**Task brief:**
Take the entries below and print, exactly, the stretch from the line containing "fn pick_tone(arg: Option<String>, suggested: Option<&str>)" through the line containing "let name: String = Input::new()", both included.

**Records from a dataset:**
▶
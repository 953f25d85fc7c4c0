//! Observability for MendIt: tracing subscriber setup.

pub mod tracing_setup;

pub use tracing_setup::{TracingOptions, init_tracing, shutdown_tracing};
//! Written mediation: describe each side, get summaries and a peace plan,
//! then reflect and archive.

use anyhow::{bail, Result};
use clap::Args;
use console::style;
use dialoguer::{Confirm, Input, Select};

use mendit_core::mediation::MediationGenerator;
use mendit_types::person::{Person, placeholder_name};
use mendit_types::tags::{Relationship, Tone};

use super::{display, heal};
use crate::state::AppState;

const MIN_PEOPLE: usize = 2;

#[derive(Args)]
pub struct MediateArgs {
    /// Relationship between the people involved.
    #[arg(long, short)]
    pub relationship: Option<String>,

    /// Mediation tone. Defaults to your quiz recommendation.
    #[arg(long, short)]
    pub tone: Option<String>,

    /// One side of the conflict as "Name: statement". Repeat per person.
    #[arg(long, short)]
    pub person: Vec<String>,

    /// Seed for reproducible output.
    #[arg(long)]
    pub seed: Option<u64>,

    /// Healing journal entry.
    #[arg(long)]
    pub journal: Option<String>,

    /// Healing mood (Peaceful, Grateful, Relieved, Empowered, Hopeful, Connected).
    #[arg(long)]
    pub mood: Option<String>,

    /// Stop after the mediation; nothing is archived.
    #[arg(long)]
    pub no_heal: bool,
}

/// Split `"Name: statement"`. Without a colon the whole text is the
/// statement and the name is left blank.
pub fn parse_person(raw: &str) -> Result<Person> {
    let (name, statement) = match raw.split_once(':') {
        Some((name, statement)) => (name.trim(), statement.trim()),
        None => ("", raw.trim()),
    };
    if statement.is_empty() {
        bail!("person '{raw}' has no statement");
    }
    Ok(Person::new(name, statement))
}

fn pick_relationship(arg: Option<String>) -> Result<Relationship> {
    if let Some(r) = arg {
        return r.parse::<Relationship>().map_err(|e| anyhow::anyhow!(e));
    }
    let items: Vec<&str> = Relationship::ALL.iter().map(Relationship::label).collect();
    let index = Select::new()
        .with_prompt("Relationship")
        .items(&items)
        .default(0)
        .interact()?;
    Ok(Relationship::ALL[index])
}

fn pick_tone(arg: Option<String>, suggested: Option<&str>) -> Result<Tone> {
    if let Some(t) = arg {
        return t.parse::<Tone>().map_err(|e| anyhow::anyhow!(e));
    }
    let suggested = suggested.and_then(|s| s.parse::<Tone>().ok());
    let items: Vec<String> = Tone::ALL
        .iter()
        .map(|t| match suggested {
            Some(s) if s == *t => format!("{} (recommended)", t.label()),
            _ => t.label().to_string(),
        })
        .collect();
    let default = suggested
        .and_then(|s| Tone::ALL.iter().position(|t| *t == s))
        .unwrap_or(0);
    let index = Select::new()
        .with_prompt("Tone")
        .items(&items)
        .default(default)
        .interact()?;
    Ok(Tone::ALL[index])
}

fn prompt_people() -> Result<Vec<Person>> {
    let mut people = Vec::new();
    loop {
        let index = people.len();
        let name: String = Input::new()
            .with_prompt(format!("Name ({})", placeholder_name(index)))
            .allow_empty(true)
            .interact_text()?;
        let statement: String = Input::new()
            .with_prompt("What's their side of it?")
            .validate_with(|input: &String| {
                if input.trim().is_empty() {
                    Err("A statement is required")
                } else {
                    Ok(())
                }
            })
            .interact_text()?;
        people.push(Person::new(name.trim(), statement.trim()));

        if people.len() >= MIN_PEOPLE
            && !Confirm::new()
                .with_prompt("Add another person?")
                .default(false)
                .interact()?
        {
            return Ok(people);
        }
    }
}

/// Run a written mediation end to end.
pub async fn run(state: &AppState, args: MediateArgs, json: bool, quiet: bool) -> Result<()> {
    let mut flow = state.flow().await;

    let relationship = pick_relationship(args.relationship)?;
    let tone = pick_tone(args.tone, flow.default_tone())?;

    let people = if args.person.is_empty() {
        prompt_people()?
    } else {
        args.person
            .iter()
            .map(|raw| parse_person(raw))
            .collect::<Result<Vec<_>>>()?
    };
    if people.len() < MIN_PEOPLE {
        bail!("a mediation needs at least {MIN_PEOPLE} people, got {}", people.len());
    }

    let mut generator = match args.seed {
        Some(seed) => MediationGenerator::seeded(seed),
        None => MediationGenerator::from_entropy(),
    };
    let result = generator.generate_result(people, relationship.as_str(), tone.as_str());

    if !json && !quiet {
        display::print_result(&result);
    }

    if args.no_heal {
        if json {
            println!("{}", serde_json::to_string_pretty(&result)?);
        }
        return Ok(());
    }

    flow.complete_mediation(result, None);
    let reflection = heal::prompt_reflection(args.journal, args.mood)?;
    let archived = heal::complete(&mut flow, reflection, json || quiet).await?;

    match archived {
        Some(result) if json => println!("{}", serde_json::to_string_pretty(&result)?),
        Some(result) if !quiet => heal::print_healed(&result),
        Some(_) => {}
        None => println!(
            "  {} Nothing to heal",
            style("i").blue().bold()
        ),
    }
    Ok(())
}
◀
**Task result:**
fn pick_tone(arg: Option<String>, suggested: Option<&str>) -> Result<Tone> {
    if let Some(t) = arg {
        return t.parse::<Tone>().map_err(|e| anyhow::anyhow!(e));
    }
    let suggested = suggested.and_then(|s| s.parse::<Tone>().ok());
    let items: Vec<String> = Tone::ALL
        .iter()
        .map(|t| match suggested {
            Some(s) if s == *t => format!("{} (recommended)", t.label()),
            _ => t.label().to_string(),
        })
        .collect();
    let default = suggested
        .and_then(|s| Tone::ALL.iter().position(|t| *t == s))
        .unwrap_or(0);
    let index = Select::new()
        .with_prompt("Tone")
        .items(&items)
        .default(default)
        .interact()?;
    Ok(Tone::ALL[index])
}

fn prompt_people() -> Result<Vec<Person>> {
    let mut people = Vec::new();
    loop {
        let index = people.len();
        let name: String = Input::new()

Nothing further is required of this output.